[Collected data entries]
....................

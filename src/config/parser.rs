use super::ServiceConfig;
use crate::errors::Error;
use std::fs;
use std::path::{Path, PathBuf};
use tracing::info;
use url::Url;

/// Loads the service configuration
///
/// # Arguments
///
/// * `file_path` - Optional YAML file; every field is optional and defaults apply
///
/// # Returns
///
/// * `Result<ServiceConfig, Error>` - The file settings with environment overrides applied
///
/// # Errors
///
/// Returns an error if:
/// * The file cannot be read or parsed
/// * An environment override or the merged result is invalid
pub fn load_service_config(file_path: Option<&Path>) -> Result<ServiceConfig, Error> {
    let base = match file_path {
        Some(path) => {
            let yaml_str = fs::read_to_string(path)?;
            let config: ServiceConfig = serde_yaml::from_str(&yaml_str)
                .map_err(|e| Error::Config(format!("{}: {}", path.display(), e)))?;
            info!("Loaded service configuration from {}", path.display());
            config
        }
        None => ServiceConfig::default(),
    };
    resolve_service_config(base, |key| std::env::var(key).ok())
}

/// Applies environment overrides from `lookup` on top of `base` and validates the result
pub fn resolve_service_config<F>(base: ServiceConfig, lookup: F) -> Result<ServiceConfig, Error>
where
    F: Fn(&str) -> Option<String>,
{
    let mut config = base;
    let var = |key: &str| lookup(key).map(|v| v.trim().to_string()).filter(|v| !v.is_empty());

    if let Some(port) = var("PORT") {
        config.port = port
            .parse()
            .map_err(|_| Error::Config(format!("PORT must be a port number, got {}", port)))?;
    }
    if let Some(environment) = var("APP_ENV") {
        config.environment = environment;
    }
    if let Some(key) = var("KIE_API_KEY") {
        config.provider.api_key = Some(key);
    }
    if let Some(base_url) = var("KIE_BASE_URL") {
        config.provider.base_url = base_url;
    }
    if let Some(mock) = var("MOCK_IMAGE_GENERATION") {
        config.mock_image_generation = match mock.as_str() {
            "true" => Some(true),
            "false" => Some(false),
            _ => None,
        };
    }
    if let Some(origins) = var("ALLOWED_ORIGINS") {
        config.allowed_origins = parse_allowed_origins(&origins);
    }
    if let Some(path) = var("TASK_STORE_PATH") {
        config.task_store_path = PathBuf::from(path);
    }
    if let Some(path) = var("PROMPT_TEMPLATE_PATH") {
        config.prompt_template_path = Some(PathBuf::from(path));
    }
    if let Some(interval) = var("POLL_INTERVAL") {
        config.polling.interval = interval;
    }
    if let Some(attempts) = var("POLL_MAX_ATTEMPTS") {
        config.polling.max_attempts = attempts.parse().map_err(|_| {
            Error::Config(format!("POLL_MAX_ATTEMPTS must be a number, got {}", attempts))
        })?;
    }

    validate(&config)?;
    Ok(config)
}

/// Splits a comma-separated origin list, dropping blanks
pub fn parse_allowed_origins(value: &str) -> Vec<String> {
    value
        .split(',')
        .map(str::trim)
        .filter(|o| !o.is_empty())
        .map(str::to_string)
        .collect()
}

fn validate(config: &ServiceConfig) -> Result<(), Error> {
    Url::parse(&config.provider.base_url).map_err(|e| {
        Error::Config(format!(
            "invalid provider base URL {}: {}",
            config.provider.base_url, e
        ))
    })?;
    humantime::parse_duration(&config.polling.interval).map_err(|e| {
        Error::Config(format!(
            "invalid poll interval {}: {}",
            config.polling.interval, e
        ))
    })?;
    if config.polling.max_attempts == 0 {
        return Err(Error::Config(
            "poll max_attempts must be at least 1".to_string(),
        ));
    }
    Ok(())
}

....................

▶ [EXERCISE GOAL] Every line above is to be transcribed exactly.

▶ [WRITTEN RESPONSE]
filename src/config/parser.rs
use super::ServiceConfig;
use crate::errors::Error;
use std::fs;
use std::path::{Path, PathBuf};
use tracing::info;
use url::Url;

/// Loads the service configuration
///
/// # Arguments
///
/// * `file_path` - Optional YAML file; every field is optional and defaults apply
///
/// # Returns
///
/// * `Result<ServiceConfig, Error>` - The file settings with environment overrides applied
///
/// # Errors
///
/// Returns an error if:
/// * The file cannot be read or parsed
/// * An environment override or the merged result is invalid
pub fn load_service_config(file_path: Option<&Path>) -> Result<ServiceConfig, Error> {
    let base = match file_path {
        Some(path) => {
            let yaml_str = fs::read_to_string(path)?;
            let config: ServiceConfig = serde_yaml::from_str(&yaml_str)
                .map_err(|e| Error::Config(format!("{}: {}", path.display(), e)))?;
            info!("Loaded service configuration from {}", path.display());
            config
        }
        None => ServiceConfig::default(),
    };
    resolve_service_config(base, |key| std::env::var(key).ok())
}

/// Applies environment overrides from `lookup` on top of `base` and validates the result
pub fn resolve_service_config<F>(base: ServiceConfig, lookup: F) -> Result<ServiceConfig, Error>
where
    F: Fn(&str) -> Option<String>,
{
    let mut config = base;
    let var = |key: &str| lookup(key).map(|v| v.trim().to_string()).filter(|v| !v.is_empty());

    if let Some(port) = var("PORT") {
        config.port = port
            .parse()
            .map_err(|_| Error::Config(format!("PORT must be a port number, got {}", port)))?;
    }
    if let Some(environment) = var("APP_ENV") {
        config.environment = environment;
    }
    if let Some(key) = var("KIE_API_KEY") {
        config.provider.api_key = Some(key);
    }
    if let Some(base_url) = var("KIE_BASE_URL") {
        config.provider.base_url = base_url;
    }
    if let Some(mock) = var("MOCK_IMAGE_GENERATION") {
        config.mock_image_generation = match mock.as_str() {
            "true" => Some(true),
            "false" => Some(false),
            _ => None,
        };
    }
    if let Some(origins) = var("ALLOWED_ORIGINS") {
        config.allowed_origins = parse_allowed_origins(&origins);
    }
    if let Some(path) = var("TASK_STORE_PATH") {
        config.task_store_path = PathBuf::from(path);
    }
    if let Some(path) = var("PROMPT_TEMPLATE_PATH") {
        config.prompt_template_path = Some(PathBuf::from(path));
    }
    if let Some(interval) = var("POLL_INTERVAL") {
        config.polling.interval = interval;
    }
    if let Some(attempts) = var("POLL_MAX_ATTEMPTS") {
        config.polling.max_attempts = attempts.parse().map_err(|_| {
            Error::Config(format!("POLL_MAX_ATTEMPTS must be a number, got {}", attempts))
        })?;
    }

    validate(&config)?;
    Ok(config)
}

/// Splits a comma-separated origin list, dropping blanks
pub fn parse_allowed_origins(value: &str) -> Vec<String> {
    value
        .split(',')
        .map(str::trim)
        .filter(|o| !o.is_empty())
        .map(str::to_string)
        .collect()
}

fn validate(config: &ServiceConfig) -> Result<(), Error> {
    Url::parse(&config.provider.base_url).map_err(|e| {
        Error::Config(format!(
            "invalid provider base URL {}: {}",
            config.provider.base_url, e
        ))
    })?;
    humantime::parse_duration(&config.polling.interval).map_err(|e| {
        Error::Config(format!(
            "invalid poll interval {}: {}",
            config.polling.interval, e
        ))
    })?;
    if config.polling.max_attempts == 0 {
        return Err(Error::Config(
            "poll max_attempts must be at least 1".to_string(),
        ));
    }
    Ok(())
}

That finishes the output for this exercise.